In [1]:
import torch
from torch.nn.functional import softmax
import math
import numpy as np
import matplotlib.pyplot as plt
In [2]:
torch.random.manual_seed(1234)
np.random.seed(1234)

Let $T=5$ and $D=3$

In [3]:
T = 5
D = 3

Initialize $Q_{proj}$, $K_{proj}$ and $V_{proj}$, the projection tensors using random numbers

In [4]:
Q_proj = torch.randn((D, D))
K_proj = torch.randn((D, D))
V_proj = torch.randn((D, D))
In [5]:
def get_features(x: torch.tensor):
    """
    A function which computes the attention weights A and multiplies by feature tensor V

    :param x: the input tensor
    :return:
    """
    Q = x @ Q_proj
    K = x @ K_proj
    V = x @ V_proj

    A = Q @ K.T * (1.0 / math.sqrt(D))
    A = softmax(A, dim=1)
    y = A @ V
    return y

Without positional encoding¶

First create a $T \times D$ input tensor and get the attention output

In [6]:
x = torch.randn((T, D))
y = get_features(x=x)

Now shuffle the input tensor and get the attention output.

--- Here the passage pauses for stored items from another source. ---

//! Error types for droidlink
//!
//! Centralized error handling using thiserror.

use thiserror::Error;

/// Substrings that mark an adb failure as a dropped connection.
const CONNECTION_LOST_SIGNALS: [&str; 2] = ["protocol fault (no status)", "error: device not found"];

/// How the retry layer should react to a failure
#[derive(Debug, Clone, Copy, PartialEq, Eq)]
pub enum FailureClass {
    /// The bridge lost the device; restart/rediscovery may recover it
    ConnectionLost,
    /// Anything else; surfaced without recovery
    Fatal,
}

/// Main error type for droidlink
#[derive(Error, Debug)]
pub enum Error {
    #[error("IO error: {0}")]
    Io(#[from] std::io::Error),

    #[error("Configuration error: {0}")]
    Config(String),

    #[error("TOML parse error: {0}")]
    TomlParse(#[from] toml::de::Error),

    #[error("TOML serialize error: {0}")]
    TomlSerialize(#[from] toml::ser::Error),

    #[error("Tool not found: {0}")]
    ToolNotFound(String),

    #[error("Unexpected output while listing devices: {0}")]
    Discovery(String),

    #[error("Command '{command}' failed: {message}")]
    Execution { command: String, message: String },

    #[error("Command '{command}' timed out after {timeout_ms}ms")]
    Timeout { command: String, timeout_ms: u64 },

    #[error("Could not find a connected Android device after waiting {waited_ms}ms{}", last_error_suffix(.last_error))]
    NoDevice {
        waited_ms: u64,
        last_error: Option<String>,
    },

    #[error("No connected emulator found: {0}")]
    NoEmulator(String),

    #[error("AVD '{avd}' did not appear among connected emulators within {timeout_ms}ms")]
    AvdNotFound { avd: String, timeout_ms: u64 },

    #[error("AVD '{avd}' does not exist (available: {})", .available.join(", "))]
    UnknownAvd { avd: String, available: Vec<String> },

    #[error("{what} did not finish booting within {timeout_ms}ms")]
    BootTimeout { what: String, timeout_ms: u64 },

    #[error("Device did not become ready within {timeout_ms}ms ({attempts} attempts over {waited_ms}ms): {last_error}")]
    DeviceNotReady {
        timeout_ms: u64,
        waited_ms: u64,
        attempts: u32,
        last_error: String,
    },

    #[error("Emulator console error: {0}")]
    Console(String),
}

fn last_error_suffix(last_error: &Option<String>) -> String {
    match last_error {
        Some(message) => format!(" (last error: {})", message),
        None => String::new(),
    }
}

/// Result type alias for droidlink operations
pub type Result<T> = std::result::Result<T, Error>;

impl Error {
    /// Build an execution error for a rendered command line
    pub fn execution(command: impl Into<String>, message: impl Into<String>) -> Self {
        Error::Execution {
            command: command.into(),
            message: message.into(),
        }
    }

    /// Classify this failure from its rendered text
    pub fn failure_class(&self) -> FailureClass {
        classify_message(&self.to_string())
    }

    /// Check if reconnecting to the device may recover from this error
    pub fn is_recoverable(&self) -> bool {
        self.failure_class() == FailureClass::ConnectionLost
    }

    /// Get a user-friendly error message
    pub fn user_message(&self) -> String {
        match self {
            Error::Io(e) => format!("File operation failed: {}", e),
            Error::ToolNotFound(tool) => {
                format!("{} not found. Set ANDROID_HOME or add it to PATH.", tool)
            }
            Error::NoDevice { .. } => {
                format!("{}. Is a device attached and authorized?", self)
            }
            _ => self.to_string(),
        }
    }
}

/// Classify raw failure text, case-insensitively
pub fn classify_message(message: &str) -> FailureClass {
    let lowered = message.to_lowercase();
    if CONNECTION_LOST_SIGNALS
        .iter()
        .any(|signal| lowered.contains(signal))
    {
        FailureClass::ConnectionLost
    } else {
        FailureClass::Fatal
    }
}

#[cfg(test)]
mod tests {
    use super::*;

    #[test]
    fn test_device_not_found_is_connection_lost() {
        let err = Error::execution("adb shell ls", "exited with 1: error: device not found");
        assert_eq!(err.failure_class(), FailureClass::ConnectionLost);
        assert!(err.is_recoverable());
    }

    #[test]
    fn test_protocol_fault_matches_case_insensitively() {
        assert_eq!(
            classify_message("adb: Protocol Fault (No Status)"),
            FailureClass::ConnectionLost
        );
    }

    #[test]
    fn test_other_failures_are_fatal() {
        let err = Error::execution("adb install x.apk", "INSTALL_FAILED_INSUFFICIENT_STORAGE");
        assert_eq!(err.failure_class(), FailureClass::Fatal);
        assert_eq!(
            Error::Discovery("garbage".into()).failure_class(),
            FailureClass::Fatal
        );
    }

    #[test]
    fn test_timeouts_are_not_recoverable() {
        let err = Error::Timeout {
            command: "adb wait-for-device".into(),
            timeout_ms: 10000,
        };
        assert_eq!(err.failure_class(), FailureClass::Fatal);
        assert!(!err.is_recoverable());
        assert!(!Error::NoDevice { waited_ms: 1, last_error: None }.is_recoverable());
    }

    #[test]
    fn test_user_message_hints() {
        let err = Error::ToolNotFound("adb (searched /sdk/platform-tools)".into());
        assert!(err.user_message().contains("ANDROID_HOME"));

        let err = Error::NoDevice {
            waited_ms: 20000,
            last_error: None,
        };
        assert!(err.user_message().ends_with("Is a device attached and authorized?"));

        let err = Error::Console("unknown command".into());
        assert_eq!(err.user_message(), err.to_string());
    }

    #[test]
    fn test_no_device_message_names_the_wait() {
        let err = Error::NoDevice {
            waited_ms: 20000,
            last_error: Some("connection refused".into()),
        };
        let text = err.to_string();
        assert!(text.contains("20000ms"));
        assert!(text.contains("connection refused"));

        let bare = Error::NoDevice {
            waited_ms: 500,
            last_error: None,
        };
        assert!(!bare.to_string().contains("last error"));
    }
}
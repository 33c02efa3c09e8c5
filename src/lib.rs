//! droidlink - resilient adb sessions and emulator lifecycle
//!
//! ## Architecture
//!
//! - `droidlink-core`: error taxonomy, configuration, lifecycle events
//! - `droidlink-emulator-bridge`: device discovery, scoped execution with
//!   recovery, emulator launch and readiness waits

#![warn(clippy::all)]

pub mod commands;

pub use droidlink_core as core;
pub use droidlink_emulator_bridge as bridge;

/// Application version
pub const VERSION: &str = env!("CARGO_PKG_VERSION");

/// Prelude module for convenient imports
pub mod prelude {
    pub use droidlink_core::{BridgeConfig, Error, Event, EventBus, Result};
    pub use droidlink_emulator_bridge::{
        AdbClient, Endpoint, EndpointState, EmulatorLauncher, LaunchOptions, SdkTools,
    };
}
//! Device Types and Discovery Parsing
//!
//! Represents endpoints (physical devices and emulators) reported by
//! `adb devices`.

use std::sync::LazyLock;

use regex::Regex;
use serde::{Deserialize, Serialize};

use droidlink_core::{Error, Result};

/// Header line printed by `adb devices`
pub const DEVICE_LIST_HEADER: &str = "List of devices";

static EMULATOR_ID: LazyLock<Regex> =
    LazyLock::new(|| Regex::new(r"emulator-(\d+)").expect("Invalid emulator id regex"));

/// Endpoint connection state
#[derive(Debug, Clone, Copy, PartialEq, Eq, Serialize, Deserialize)]
pub enum EndpointState {
    /// Connected and accepting commands
    Device,
    /// Known to adb but not reachable
    Offline,
    /// Any other state (unauthorized, recovery, ...)
    Unknown,
}

impl EndpointState {
    pub fn parse(s: &str) -> Self {
        match s.trim() {
            "device" => EndpointState::Device,
            "offline" => EndpointState::Offline,
            _ => EndpointState::Unknown,
        }
    }

    pub fn as_str(&self) -> &'static str {
        match self {
            EndpointState::Device => "device",
            EndpointState::Offline => "offline",
            EndpointState::Unknown => "unknown",
        }
    }

    pub fn is_usable(&self) -> bool {
        matches!(self, EndpointState::Device)
    }
}

/// One attached device or running emulator
#[derive(Debug, Clone, PartialEq, Eq, Serialize, Deserialize)]
pub struct Endpoint {
    /// Serial as reported by adb
    pub id: String,
    /// Connection state
    pub state: EndpointState,
    /// Console port, for `emulator-<port>` serials
    pub emulator_port: Option<u16>,
}

impl Endpoint {
    pub fn new(id: impl Into<String>, state: EndpointState) -> Self {
        let id = id.into();
        let emulator_port = port_from_id(&id);
        Self {
            id,
            state,
            emulator_port,
        }
    }

    pub fn is_emulator(&self) -> bool {
        self.emulator_port.is_some()
    }

    pub fn is_usable(&self) -> bool {
        self.state.is_usable()
    }
}

/// Extract the console port from an `emulator-<digits>` serial
pub fn port_from_id(id: &str) -> Option<u16> {
    EMULATOR_ID
        .captures(id)
        .and_then(|caps| caps.get(1))
        .and_then(|m| m.as_str().parse().ok())
}

/// Parse `adb devices` output, dropping offline endpoints
pub fn parse_device_list(output: &str) -> Result<Vec<Endpoint>> {
    parse_lines(output, false)
}

/// Parse `adb devices` output, keeping offline endpoints
pub fn parse_device_list_with_offline(output: &str) -> Result<Vec<Endpoint>> {
    parse_lines(output, true)
}

fn parse_lines(output: &str, keep_offline: bool) -> Result<Vec<Endpoint>> {
    let start = output
        .find(DEVICE_LIST_HEADER)
        .ok_or_else(|| Error::Discovery(output.to_string()))?;

    let endpoints = output[start..]
        .lines()
        .filter(|line| !line.trim().is_empty())
        .filter(|line| !line.contains(DEVICE_LIST_HEADER))
        .filter(|line| !line.contains("* daemon"))
        .filter(|line| keep_offline || !line.contains("offline"))
        .map(|line| {
            let mut parts = line.split('\t');
            let id = parts.next().unwrap_or_default().trim();
            let state = parts
                .next()
                .map(EndpointState::parse)
                .unwrap_or(EndpointState::Unknown);
            Endpoint::new(id, state)
        })
        .collect();

    Ok(endpoints)
}
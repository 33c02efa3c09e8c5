//! Android Debug Bridge client
//!
//! Drives `adb` and the emulator binary as external processes: device
//! discovery, scoped command execution with recovery, AVD launch and
//! readiness waits.

pub mod adb;
pub mod avd;
pub mod console;
pub mod device;
pub mod emulator;
pub mod process;
pub mod retry;
pub mod runner;
pub mod session;
pub mod tools;

#[cfg(test)]
mod test_utils;

pub use adb::AdbClient;
pub use avd::{AvdInfo, check_avd_exists, list_avds};
pub use console::{EmulatorConsole, TelnetConsole};
pub use device::{Endpoint, EndpointState, parse_device_list};
pub use emulator::{EmulatorLauncher, KillCommand, LaunchOptions};
pub use process::{EmulatorEvent, EmulatorProcess, ProcessLauncher, TokioLauncher};
pub use retry::RetryBudget;
pub use runner::{CommandRunner, ExecOptions, ProcessRunner};
pub use session::{ExecutableDescriptor, SessionTarget};
pub use tools::SdkTools;
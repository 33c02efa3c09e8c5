//! Bridge Configuration
//!
//! Manages all session settings including:
//! - Android SDK location
//! - adb server port and kill policy
//! - Command and discovery timeouts
//! - Emulator launch timings

use std::path::PathBuf;
use std::time::Duration;
use serde::{Deserialize, Serialize};
use directories::ProjectDirs;
use tracing::{info, debug, warn};

use crate::error::{Error, Result};

/// Port the adb server listens on unless overridden
pub const DEFAULT_ADB_SERVER_PORT: u16 = 5037;

/// Environment variable consulted for the adb server port
pub const ADB_SERVER_PORT_ENV: &str = "ANDROID_ADB_SERVER_PORT";

/// Emulator timing configuration
#[derive(Debug, Clone, Serialize, Deserialize, PartialEq, Eq)]
#[serde(default)]
pub struct EmulatorConfig {
    /// How long to wait for a launched AVD to register with adb
    pub launch_timeout_ms: u64,
    /// How long to wait for the boot animation to stop
    pub ready_timeout_ms: u64,
    /// How many times the registration search is repeated
    pub retry_attempts: u32,
    /// Timeout for a single console command
    pub console_timeout_ms: u64,
}

impl Default for EmulatorConfig {
    fn default() -> Self {
        Self {
            launch_timeout_ms: 60_000,
            ready_timeout_ms: 60_000,
            retry_attempts: 1,
            console_timeout_ms: 5_000,
        }
    }
}

/// Main bridge configuration
#[derive(Debug, Clone, Serialize, Deserialize, PartialEq, Eq)]
#[serde(default)]
pub struct BridgeConfig {
    /// Path to Android SDK
    pub sdk_path: Option<PathBuf>,
    /// Port of the adb server
    pub adb_server_port: u16,
    /// Never kill the adb server (another process owns it)
    pub suppress_kill_server: bool,
    /// Timeout for a single adb invocation
    pub exec_timeout_ms: u64,
    /// Deadline for rediscovering devices
    pub device_timeout_ms: u64,
    /// Emulator settings
    pub emulator: EmulatorConfig,
}

impl Default for BridgeConfig {
    fn default() -> Self {
        Self {
            sdk_path: None,
            adb_server_port: DEFAULT_ADB_SERVER_PORT,
            suppress_kill_server: false,
            exec_timeout_ms: 20_000,
            device_timeout_ms: 20_000,
            emulator: EmulatorConfig::default(),
        }
    }
}

impl BridgeConfig {
    /// Defaults with the adb server port taken from the environment
    pub fn from_env() -> Self {
        let mut config = Self::default();
        config.apply_env();
        config
    }

    /// Apply `ANDROID_ADB_SERVER_PORT` if it is set and valid
    pub fn apply_env(&mut self) {
        if let Ok(value) = std::env::var(ADB_SERVER_PORT_ENV) {
            self.apply_server_port(&value);
        }
    }

    fn apply_server_port(&mut self, value: &str) {
        match value.trim().parse::<u16>() {
            Ok(port) => self.adb_server_port = port,
            Err(_) => warn!("Ignoring invalid {}={:?}", ADB_SERVER_PORT_ENV, value),
        }
    }

    pub fn exec_timeout(&self) -> Duration {
        Duration::from_millis(self.exec_timeout_ms)
    }

    pub fn device_timeout(&self) -> Duration {
        Duration::from_millis(self.device_timeout_ms)
    }

    /// Get the configuration directory path
    pub fn config_dir() -> Option<PathBuf> {
        ProjectDirs::from("com", "droidlink", "droidlink")
            .map(|dirs| dirs.config_dir().to_path_buf())
    }

    /// Get the configuration file path
    pub fn config_file() -> Option<PathBuf> {
        Self::config_dir().map(|dir| dir.join("config.toml"))
    }

    /// Load configuration from the default location
    pub async fn load() -> Result<Self> {
        let config_file = Self::config_file()
            .ok_or_else(|| Error::Config("Cannot determine config path".into()))?;
        Self::load_from(&config_file).await
    }

    /// Load configuration from a file, falling back to defaults if it is missing
    pub async fn load_from(path: &PathBuf) -> Result<Self> {
        let mut config = if path.exists() {
            debug!("Loading config from {:?}", path);
            let contents = tokio::fs::read_to_string(path).await?;
            toml::from_str(&contents)?
        } else {
            info!("Config file not found, using defaults");
            BridgeConfig::default()
        };
        config.apply_env();
        Ok(config)
    }

    /// Save configuration to the default location
    pub async fn save(&self) -> Result<()> {
        let config_file = Self::config_file()
            .ok_or_else(|| Error::Config("Cannot determine config path".into()))?;
        self.save_to(&config_file).await
    }

    /// Save configuration to a file
    pub async fn save_to(&self, path: &PathBuf) -> Result<()> {
        if let Some(parent) = path.parent() {
            tokio::fs::create_dir_all(parent).await?;
        }

        let contents = toml::to_string_pretty(self)?;
        tokio::fs::write(path, contents).await?;

        debug!("Config saved to {:?}", path);
        Ok(())
    }

    /// Get Android SDK path, with auto-detection
    pub fn get_sdk_path(&self) -> Option<PathBuf> {
        self.sdk_path.clone().or_else(|| {
            ["ANDROID_HOME", "ANDROID_SDK_ROOT"]
                .iter()
                .filter_map(|var| std::env::var(var).ok())
                .map(PathBuf::from)
                .find(|p| p.exists())
        })
    }
}
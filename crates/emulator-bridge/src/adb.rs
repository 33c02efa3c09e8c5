//! ADB (Android Debug Bridge) Client
//!
//! A session against the adb binary: device discovery, server control and
//! single-attempt command execution. Retrying wrappers live in
//! [`crate::retry`], device selection in [`crate::session`].

use std::path::PathBuf;
use std::sync::Arc;
use std::time::Duration;

use tracing::{debug, warn};

use droidlink_core::{BridgeConfig, Event, EventBus, RestartOutcome, Result};

use crate::device::{parse_device_list, parse_device_list_with_offline, Endpoint};
use crate::runner::{clean_output, CommandRunner, ExecOptions, ProcessRunner};
use crate::session::{ExecutableDescriptor, SessionTarget};
use crate::tools::SdkTools;

/// Marker adb prints for a missing remote path
const NO_SUCH_FILE: &str = "No such file";

/// ADB Client
///
/// Owns the session target. Commands that go through [`AdbClient::exec`]
/// are scoped to the selected device; discovery and server control are not.
pub struct AdbClient {
    pub(crate) executable: ExecutableDescriptor,
    pub(crate) target: SessionTarget,
    runner: Arc<dyn CommandRunner>,
    pub(crate) events: Arc<EventBus>,
    suppress_kill_server: bool,
    exec_timeout: Duration,
    pub(crate) device_timeout: Duration,
}

impl AdbClient {
    /// Create a client for an adb binary, running it as a child process
    pub fn new(adb_path: PathBuf, config: &BridgeConfig) -> Self {
        Self::with_runner(adb_path, config, Arc::new(ProcessRunner::new()))
    }

    /// Create a client with a custom command runner
    pub fn with_runner(
        adb_path: PathBuf,
        config: &BridgeConfig,
        runner: Arc<dyn CommandRunner>,
    ) -> Self {
        Self {
            executable: ExecutableDescriptor::new(adb_path, config.adb_server_port),
            target: SessionTarget::default(),
            runner,
            events: Arc::new(EventBus::new()),
            suppress_kill_server: config.suppress_kill_server,
            exec_timeout: config.exec_timeout(),
            device_timeout: config.device_timeout(),
        }
    }

    /// Locate adb from the configuration and create a client
    pub fn from_config(config: &BridgeConfig) -> Result<Self> {
        let adb = SdkTools::from_config(config).adb()?;
        Ok(Self::new(adb, config))
    }

    /// Publish events on a shared bus
    pub fn with_events(mut self, events: Arc<EventBus>) -> Self {
        self.events = events;
        self
    }

    pub fn events(&self) -> &Arc<EventBus> {
        &self.events
    }

    pub fn executable(&self) -> &ExecutableDescriptor {
        &self.executable
    }

    /// Options carrying the configured per-command timeout
    pub fn exec_options(&self) -> ExecOptions {
        ExecOptions::with_timeout(self.exec_timeout)
    }

    /// Run adb with the default prefix only and clean the output
    async fn run_unscoped(&self, args: &[&str]) -> Result<String> {
        let mut full_args = self.executable.default_args.clone();
        full_args.extend(args.iter().map(|s| s.to_string()));
        let stdout = self
            .runner
            .run(&self.executable.path, &full_args, self.exec_timeout)
            .await?;
        Ok(clean_output(&stdout))
    }

    /// Run one device-scoped adb command, without retrying
    pub async fn exec(&self, args: &[&str], options: ExecOptions) -> Result<String> {
        let mut full_args = self.executable.default_args.clone();
        full_args.extend(self.target.scope_args());
        full_args.extend(args.iter().map(|s| s.to_string()));

        debug!("adb {:?}", full_args);
        let stdout = self
            .runner
            .run(&self.executable.path, &full_args, options.timeout)
            .await?;
        Ok(clean_output(&stdout))
    }

    /// List connected devices, hiding offline ones
    pub async fn list_devices(&self) -> Result<Vec<Endpoint>> {
        let output = self.run_unscoped(&["devices"]).await?;
        parse_device_list(&output)
    }

    /// List connected devices including offline ones
    pub async fn list_all_devices(&self) -> Result<Vec<Endpoint>> {
        let output = self.run_unscoped(&["devices"]).await?;
        parse_device_list_with_offline(&output)
    }

    /// List connected emulators
    pub async fn list_emulators(&self) -> Result<Vec<Endpoint>> {
        let devices = self.list_devices().await?;
        Ok(devices.into_iter().filter(Endpoint::is_emulator).collect())
    }

    /// Kill the adb server so the next command starts a fresh one.
    ///
    /// Never fails: the next discovery call is what decides whether the
    /// bridge is usable again.
    pub async fn restart_server(&self) -> RestartOutcome {
        let outcome = if self.suppress_kill_server {
            debug!("Not restarting adb since 'suppress_kill_server' is on");
            RestartOutcome::Suppressed
        } else {
            match self.run_unscoped(&["kill-server"]).await {
                Ok(_) => {
                    debug!("adb server killed");
                    RestartOutcome::Restarted
                }
                Err(e) => {
                    warn!("Error killing adb server, going to see if it's online anyway: {}", e);
                    RestartOutcome::Failed(e.to_string())
                }
            }
        };
        self.events.emit(Event::ServerRestart(outcome.clone()));
        outcome
    }

    /// List a remote path; a missing path yields an empty list
    pub async fn ls(&self, remote_path: &str) -> Result<Vec<String>> {
        let stdout = match self.shell(&["ls", remote_path]).await {
            Ok(stdout) => stdout,
            Err(e) if e.to_string().contains(NO_SUCH_FILE) => return Ok(Vec::new()),
            Err(e) => return Err(e),
        };

        Ok(stdout
            .lines()
            .map(str::trim)
            .filter(|line| !line.is_empty())
            .filter(|line| !line.contains(NO_SUCH_FILE))
            .map(str::to_string)
            .collect())
    }

    pub async fn file_exists(&self, remote_path: &str) -> Result<bool> {
        Ok(!self.ls(remote_path).await?.is_empty())
    }

    /// Get device property
    pub async fn device_property(&self, prop: &str) -> Result<String> {
        let output = self.shell(&["getprop", prop]).await?;
        Ok(output.trim().to_string())
    }

    /// Set device property
    pub async fn set_device_property(&self, prop: &str, value: &str) -> Result<()> {
        self.shell(&["setprop", prop, value]).await?;
        Ok(())
    }

    /// Check the device answers shell commands
    pub async fn ping(&self) -> Result<bool> {
        let output = self.shell(&["echo", "ping"]).await?;
        Ok(output.starts_with("ping"))
    }

    /// [`AdbClient::ping`] as a single attempt with its own timeout
    pub async fn ping_once(&self, options: ExecOptions) -> Result<bool> {
        let output = self.exec(&["shell", "echo", "ping"], options).await?;
        Ok(output.starts_with("ping"))
    }
}

#[cfg(test)]
mod tests {
    use super::*;
    use crate::device::EndpointState;
    use crate::test_utils::{client_with, client_with_config, Reply, ScriptedRunner};
    use droidlink_core::Error;

    #[tokio::test]
    async fn test_list_devices_is_unscoped() {
        let runner = ScriptedRunner::new();
        runner.reply("devices", "List of devices attached\nemulator-5554\tdevice\n");
        let mut adb = client_with(&runner);
        adb.set_device_id("emulator-5554");

        let devices = adb.list_devices().await.unwrap();
        assert_eq!(devices.len(), 1);
        assert_eq!(runner.calls(), vec!["devices"]);
    }

    #[tokio::test]
    async fn test_list_all_devices_reports_offline() {
        let runner = ScriptedRunner::new();
        runner.reply("devices", "List of devices attached\nemulator-5554\toffline\n");
        let adb = client_with(&runner);

        assert!(adb.list_devices().await.unwrap().is_empty());
        let all = adb.list_all_devices().await.unwrap();
        assert_eq!(all[0].state, EndpointState::Offline);
    }

    #[tokio::test]
    async fn test_list_emulators_subset_with_ports() {
        let runner = ScriptedRunner::new();
        runner.reply(
            "devices",
            "List of devices attached\nemulator-5554\tdevice\n0123456789ABCDEF\tdevice\nemulator-5556\tdevice\n",
        );
        let adb = client_with(&runner);

        let all = adb.list_devices().await.unwrap();
        let emulators = adb.list_emulators().await.unwrap();
        assert_eq!(emulators.len(), 2);
        assert!(emulators.iter().all(|e| e.emulator_port.is_some()));
        assert!(emulators.iter().all(|e| all.contains(e)));
    }

    #[tokio::test]
    async fn test_exec_is_scoped_and_prefixed() {
        let runner = ScriptedRunner::new();
        runner.reply("getprop", "WARNING: linker: noise\n  1 \n");
        let mut config = BridgeConfig::default();
        config.adb_server_port = 5038;
        let mut adb = client_with_config(&runner, &config);
        adb.set_device_id("emulator-5554");

        let out = adb.exec(&["shell", "getprop", "sys.boot_completed"], ExecOptions::default()).await.unwrap();
        assert_eq!(out, "1");
        assert_eq!(
            runner.calls(),
            vec!["-P 5038 -s emulator-5554 shell getprop sys.boot_completed"]
        );
    }

    #[tokio::test]
    async fn test_restart_server_outcomes() {
        let runner = ScriptedRunner::new();
        runner.script(
            "kill-server",
            vec![Reply::Out(String::new()), Reply::Fail("cannot connect to daemon".into())],
        );
        let adb = client_with(&runner);
        let events = adb.events().subscribe();

        assert_eq!(adb.restart_server().await, RestartOutcome::Restarted);
        let failed = adb.restart_server().await;
        assert!(matches!(failed, RestartOutcome::Failed(ref m) if m.contains("cannot connect")));
        assert_eq!(events.drain().len(), 2);
    }

    #[tokio::test]
    async fn test_restart_server_suppressed() {
        let runner = ScriptedRunner::new();
        let mut config = BridgeConfig::default();
        config.suppress_kill_server = true;
        let adb = client_with_config(&runner, &config);

        assert_eq!(adb.restart_server().await, RestartOutcome::Suppressed);
        assert!(runner.calls().is_empty());
    }

    #[tokio::test]
    async fn test_ls_filters_and_file_exists() {
        let runner = ScriptedRunner::new();
        runner.reply("ls /sdcard/Download", "a.txt\n  b.png  \n\n");
        runner.reply("ls /sdcard/missing", "ls: /sdcard/missing: No such file or directory\n");
        let adb = client_with(&runner);

        assert_eq!(adb.ls("/sdcard/Download").await.unwrap(), vec!["a.txt", "b.png"]);
        assert!(adb.file_exists("/sdcard/Download").await.unwrap());
        assert!(!adb.file_exists("/sdcard/missing").await.unwrap());
    }

    #[tokio::test]
    async fn test_ls_missing_path_is_empty_every_time() {
        let runner = ScriptedRunner::new();
        runner.fail("ls /data/nope", "exited with 1: ls: /data/nope: No such file or directory");
        let adb = client_with(&runner);

        for _ in 0..3 {
            assert!(adb.ls("/data/nope").await.unwrap().is_empty());
        }
    }

    #[tokio::test]
    async fn test_ls_other_failures_propagate() {
        let runner = ScriptedRunner::new();
        runner.fail("ls /data", "exited with 1: ls: /data: Permission denied");
        let adb = client_with(&runner);

        let err = adb.ls("/data").await.unwrap_err();
        assert!(matches!(err, Error::Execution { .. }));
    }

    #[tokio::test]
    async fn test_properties_and_ping() {
        let runner = ScriptedRunner::new();
        runner.reply("getprop ro.build.version.sdk", "34\n");
        runner.reply("echo ping", "ping\n");
        let adb = client_with(&runner);

        assert_eq!(adb.device_property("ro.build.version.sdk").await.unwrap(), "34");
        adb.set_device_property("sys.boot_completed", "0").await.unwrap();
        assert!(adb.ping().await.unwrap());
        assert_eq!(runner.count("shell setprop sys.boot_completed 0"), 1);
    }
}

We can see that the output is shuffled the same as the input

In [7]:
shuffled_order = np.random.choice(range(T), size=T, replace=False)
x_perm = x[shuffled_order]
y_perm = get_features(x=x_perm)

_, ax = plt.subplots(ncols=2, figsize=(10, 5))
ax[0].imshow(y, vmin=y.min(), vmax=y.max())
ax[0].set_yticks(range(T))
ax[0].set_xticks([])
ax[0].set_title('y without shuffle')
ax[0].set_xlabel('y')
ax[0].set_ylabel('T')


ax[1].imshow(y_perm, vmin=y.min(), vmax=y.max())
ax[1].set_yticks(range(T), labels=shuffled_order)
ax[1].set_xticks([])
ax[1].set_title('y, inputs shuffled')
ax[1].set_xlabel('y')
ax[1].set_ylabel('T')
plt.show()
No description has been provided for this image

With positional encoding¶

Now let's create a positional embedding tensor and add that to the input tensor.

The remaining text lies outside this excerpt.